Bob Next to Wolfe’s Shoes
Thomas Wolfe is Conroy’s spiritual literary mentor, both southerners, poetic writers, embracing family history as fiction.  My review of My Reading Life includes a description of a chapter from that book entitled "A Love Letter to Thomas Wolfe" as well as a number of photographs of Wolfe’s “Old Kentucky Home” in Asheville, NC.  

 We have visited that home, ultimately a boarding house managed by Wolfe’s mother, now a museum, a few times and felt moved and privileged.  I’m sure Conroy felt the same way when he has been there.  And he has the right stuff to fill Wolfe’s enormous shoes, which were bronzed and are part of the sidewalk outside the “Old Kentucky Home.” 

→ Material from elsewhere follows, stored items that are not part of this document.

use std::fmt;

use super::datatype::DataType;
use super::scalar::ScalarValue;
use crate::catalog::AggregateId;

pub type Row = Vec<ScalarValue>;

/// Marks a column as holding transition state for an aggregate.
#[derive(Debug, Clone, Copy, PartialEq, Eq, Hash)]
pub struct AggregateStateRef {
    pub aggregate: AggregateId,
    /// If the state was wrapped by the aggregate's serialize function.
    pub serialized: bool,
}

#[derive(Debug, Clone, PartialEq, Eq, Hash)]
pub struct Field {
    pub name: String,
    pub datatype: DataType,
    pub state_of: Option<AggregateStateRef>,
}

impl Field {
    pub fn new(name: impl Into<String>, datatype: DataType) -> Self {
        Field {
            name: name.into(),
            datatype,
            state_of: None,
        }
    }

    pub fn with_state_of(mut self, state: AggregateStateRef) -> Self {
        self.state_of = Some(state);
        self
    }

    pub fn is_state(&self) -> bool {
        self.state_of.is_some()
    }
}

#[derive(Debug, Clone, PartialEq, Eq, Default)]
pub struct Schema {
    pub fields: Vec<Field>,
}

impl Schema {
    pub fn new(fields: impl IntoIterator<Item = Field>) -> Self {
        Schema {
            fields: fields.into_iter().collect(),
        }
    }

    pub const fn empty() -> Self {
        Schema { fields: Vec::new() }
    }

    pub fn len(&self) -> usize {
        self.fields.len()
    }

    pub fn is_empty(&self) -> bool {
        self.fields.is_empty()
    }

    /// Find a field by name, returning its index.
    pub fn find(&self, name: &str) -> Option<(usize, &Field)> {
        self.fields.iter().enumerate().find(|(_, f)| f.name == name)
    }

    pub fn names(&self) -> impl Iterator<Item = &str> {
        self.fields.iter().map(|f| f.name.as_str())
    }

    /// Indices of columns that don't hold aggregate state.
    pub fn key_columns(&self) -> Vec<usize> {
        self.fields
            .iter()
            .enumerate()
            .filter(|(_, f)| !f.is_state())
            .map(|(idx, _)| idx)
            .collect()
    }
}

impl fmt::Display for Schema {
    fn fmt(&self, f: &mut fmt::Formatter<'_>) -> fmt::Result {
        write!(f, "(")?;
        for (idx, field) in self.fields.iter().enumerate() {
            if idx > 0 {
                write!(f, ", ")?;
            }
            write!(f, "{}: {}", field.name, field.datatype)?;
            if field.is_state() {
                write!(f, " [state]")?;
            }
        }
        write!(f, ")")
    }
}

I might also note that I read the hardcover edition of The Death of Santini, beautifully produced by the Nan A. Talese imprint of Doubleday, printed on a cream shade deckle edge paper, and set in the very popular, easy to read Caslon typeface.  It’s hard (for me) to imagine reading this on a Kindle.  Holding the book itself when reading such a moving memoir is a more tactile, spiritual experience.